EXERCISE OBJECTIVE: Only the first line of the listing and the lines after it, up to and including the one containing "hash, derive, encrypt", should be retyped exactly.

RECORDS TO PROCESS:
*** Block opens ***

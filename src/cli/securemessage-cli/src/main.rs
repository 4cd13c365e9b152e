//! SecureMessage CLI - Developer tool over the crypto core.
//!
//! All binary values are read and written as hex. Logs go to stderr and are
//! controlled with `RUST_LOG`.

use anyhow::{bail, Context, Result};
use clap::{Parser, Subcommand, ValueEnum};
use tracing_subscriber::{layer::SubscriberExt, util::SubscriberInitExt};

use securemessage_crypto::{
    self as crypto, EncType, KeyPair, KeyRef, PrivateKey, PublicKey, SecretKey,
    SigType,
};

// ============================================================================
// CLI Structure
// ============================================================================

#[derive(Parser)]
#[command(name = "securemessage")]
#[command(about = "SecureMessage crypto core - hash, derive, encrypt and sign from the shell")]
#[command(version)]
struct Cli {
    /// Treat positional data arguments as UTF-8 text instead of hex
    #[arg(long, global = true)]
    text: bool,

    #[command(subcommand)]
    command: Commands,
}

#[derive(Subcommand)]
enum Commands {
    /// Hash data
    Hash {
        /// Digest algorithm
        #[arg(long, value_enum, default_value = "sha256")]
        algorithm: HashAlgorithm,
        /// Data to hash
        data: String,
    },
    /// Generate random bytes
    Random {
        /// Number of bytes
        len: usize,
    },
    /// Derive a purpose-bound AES-256 key from a master key
    Derive {
        /// Master key (hex)
        #[arg(long, env = "SECUREMESSAGE_KEY")]
        key: String,
        /// Purpose label, e.g. SIG:1 or ENC:2
        #[arg(long)]
        purpose: String,
    },
    /// Encrypt data under a master key
    Encrypt {
        /// Master key (hex)
        #[arg(long, env = "SECUREMESSAGE_KEY")]
        key: String,
        /// Encryption type
        #[arg(long, default_value = "aes-256-cbc")]
        enc_type: EncType,
        /// IV (hex); a fresh one is generated when omitted
        #[arg(long)]
        iv: Option<String>,
        /// Plaintext
        data: String,
    },
    /// Decrypt data under a master key
    Decrypt {
        /// Master key (hex)
        #[arg(long, env = "SECUREMESSAGE_KEY")]
        key: String,
        /// Encryption type
        #[arg(long, default_value = "aes-256-cbc")]
        enc_type: EncType,
        /// IV (hex)
        #[arg(long)]
        iv: String,
        /// Ciphertext (hex)
        ciphertext: String,
    },
    /// Generate a key or key pair
    Keygen {
        /// Key type
        #[arg(value_enum)]
        algorithm: KeygenAlgorithm,
    },
    /// Sign data
    Sign {
        /// Signature type
        #[arg(long)]
        sig_type: SigType,
        /// Secret key for HMAC, DER private key otherwise (hex)
        #[arg(long, env = "SECUREMESSAGE_KEY")]
        key: String,
        /// Data to sign
        data: String,
    },
    /// Verify a signature
    Verify {
        /// Signature type
        #[arg(long)]
        sig_type: SigType,
        /// Secret key for HMAC, DER public key otherwise (hex)
        #[arg(long, env = "SECUREMESSAGE_KEY")]
        key: String,
        /// Signature (hex)
        #[arg(long)]
        signature: String,
        /// Signed data
        data: String,
    },
    /// List purpose labels for every algorithm
    Purposes,
}

#[derive(Clone, Copy, ValueEnum)]
enum HashAlgorithm {
    Sha256,
    Sha512,
}

#[derive(Clone, Copy, ValueEnum)]
enum KeygenAlgorithm {
    Aes256,
    EcP256,
    Rsa2048,
}

// ============================================================================
// Input Helpers
// ============================================================================

fn decode_hex(label: &str, value: &str) -> Result<Vec<u8>> {
    hex::decode(value.trim()).with_context(|| format!("{} is not valid hex", label))
}

fn decode_data(text: bool, value: &str) -> Result<Vec<u8>> {
    if text {
        Ok(value.as_bytes().to_vec())
    } else {
        decode_hex("data", value)
    }
}

fn secret_key(value: &str) -> Result<SecretKey> {
    SecretKey::from_bytes(&decode_hex("key", value)?).context("Invalid secret key")
}

// ============================================================================
// Command Handlers
// ============================================================================

fn cmd_hash(algorithm: HashAlgorithm, data: &[u8]) -> Result<()> {
    let digest = match algorithm {
        HashAlgorithm::Sha256 => crypto::sha256(data)?.to_vec(),
        HashAlgorithm::Sha512 => crypto::sha512(data)?.to_vec(),
    };
    println!("{}", hex::encode(digest));
    Ok(())
}

fn cmd_random(len: usize) -> Result<()> {
    println!("{}", hex::encode(crypto::secure_random(len)?));
    Ok(())
}

fn cmd_derive(key: &str, purpose: &str) -> Result<()> {
    let derived = crypto::derive_aes256_key_for(&secret_key(key)?, purpose)?;
    println!("{}", hex::encode(derived.as_bytes()));
    Ok(())
}

fn cmd_encrypt(key: &str, enc_type: EncType, iv: Option<&str>, plaintext: &[u8]) -> Result<()> {
    let iv = match iv {
        Some(iv) => decode_hex("iv", iv)?,
        None => crypto::generate_iv(enc_type)
            .with_context(|| format!("{} does not use an IV", enc_type))?
            .to_vec(),
    };

    let ciphertext = crypto::encrypt(&secret_key(key)?, enc_type, &iv, plaintext)?;

    println!("iv:         {}", hex::encode(&iv));
    println!("ciphertext: {}", hex::encode(ciphertext));
    Ok(())
}

fn cmd_decrypt(key: &str, enc_type: EncType, iv: &str, ciphertext: &str) -> Result<()> {
    let plaintext = crypto::decrypt(
        &secret_key(key)?,
        enc_type,
        &decode_hex("iv", iv)?,
        &decode_hex("ciphertext", ciphertext)?,
    )?;
    println!("{}", hex::encode(&*plaintext));
    Ok(())
}

fn cmd_keygen(algorithm: KeygenAlgorithm) -> Result<()> {
    let print_pair = |pair: KeyPair| {
        let (private, public) = pair.into_parts();
        println!("private: {}", hex::encode(private.as_bytes()));
        println!("public:  {}", hex::encode(public.as_bytes()));
    };

    match algorithm {
        KeygenAlgorithm::Aes256 => {
            let key = crypto::generate_aes256_secret_key();
            println!("secret:  {}", hex::encode(key.as_bytes()));
        },
        KeygenAlgorithm::EcP256 => print_pair(crypto::generate_ec_p256_key_pair()?),
        KeygenAlgorithm::Rsa2048 => {
            tracing::info!("Generating RSA-2048 key pair, this may take a moment");
            print_pair(crypto::generate_rsa2048_key_pair()?)
        },
    }

    Ok(())
}

fn cmd_sign(sig_type: SigType, key: &str, data: &[u8]) -> Result<()> {
    let signature = if sig_type.is_public_key_scheme() {
        let private = PrivateKey::from_der(sig_type.key_algorithm(), &decode_hex("key", key)?)?;
        crypto::sign(sig_type, &private, data)?
    } else {
        crypto::sign(sig_type, &secret_key(key)?, data)?
    };
    println!("{}", hex::encode(signature));
    Ok(())
}

fn cmd_verify(sig_type: SigType, key: &str, signature: &str, data: &[u8]) -> Result<()> {
    let signature = decode_hex("signature", signature)?;

    let valid = if sig_type.is_public_key_scheme() {
        let public = PublicKey::from_der(sig_type.key_algorithm(), &decode_hex("key", key)?)?;
        crypto::verify(sig_type, &public, &signature, data)
    } else {
        let secret = secret_key(key)?;
        crypto::verify(sig_type, KeyRef::Secret(&secret), &signature, data)
    };

    if !valid {
        bail!("Signature is not valid");
    }
    println!("valid");
    Ok(())
}

fn cmd_purposes() -> Result<()> {
    for sig_type in SigType::ALL {
        println!("{:<20} {}", sig_type, sig_type.purpose());
    }
    for enc_type in EncType::ALL {
        println!("{:<20} {}", enc_type, enc_type.purpose());
    }
    Ok(())
}

// ============================================================================
// Main
// ============================================================================

fn main() -> Result<()> {
    tracing_subscriber::registry()
        .with(tracing_subscriber::fmt::layer().with_writer(std::io::stderr))
        .with(tracing_subscriber::EnvFilter::from_default_env())
        .init();

    let cli = Cli::parse();
    let text = cli.text;

    match cli.command {
        Commands::Hash { algorithm, data } => cmd_hash(algorithm, &decode_data(text, &data)?),
        Commands::Random { len } => cmd_random(len),
        Commands::Derive { key, purpose } => cmd_derive(&key, &purpose),
        Commands::Encrypt {
            key,
            enc_type,
            iv,
            data,
        } => cmd_encrypt(&key, enc_type, iv.as_deref(), &decode_data(text, &data)?),
        Commands::Decrypt {
            key,
            enc_type,
            iv,
            ciphertext,
        } => cmd_decrypt(&key, enc_type, &iv, &ciphertext),
        Commands::Keygen { algorithm } => cmd_keygen(algorithm),
        Commands::Sign {
            sig_type,
            key,
            data,
        } => cmd_sign(sig_type, &key, &decode_data(text, &data)?),
        Commands::Verify {
            sig_type,
            key,
            signature,
            data,
        } => cmd_verify(sig_type, &key, &signature, &decode_data(text, &data)?),
        Commands::Purposes => cmd_purposes(),
    }
}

*** Block closes ***

TASK SOLUTION:
filename src/cli/securemessage-cli/src/main.rs
repository 4cd13c365e9b152e
//! SecureMessage CLI - Developer tool over the crypto core.
//!
//! All binary values are read and written as hex. Logs go to stderr and are
//! controlled with `RUST_LOG`.

use anyhow::{bail, Context, Result};
use clap::{Parser, Subcommand, ValueEnum};
use tracing_subscriber::{layer::SubscriberExt, util::SubscriberInitExt};

use securemessage_crypto::{
    self as crypto, EncType, KeyPair, KeyRef, PrivateKey, PublicKey, SecretKey,
    SigType,
};

// ============================================================================
// CLI Structure
// ============================================================================

#[derive(Parser)]
#[command(name = "securemessage")]
#[command(about = "SecureMessage crypto core - hash, derive, encrypt and sign from the shell")]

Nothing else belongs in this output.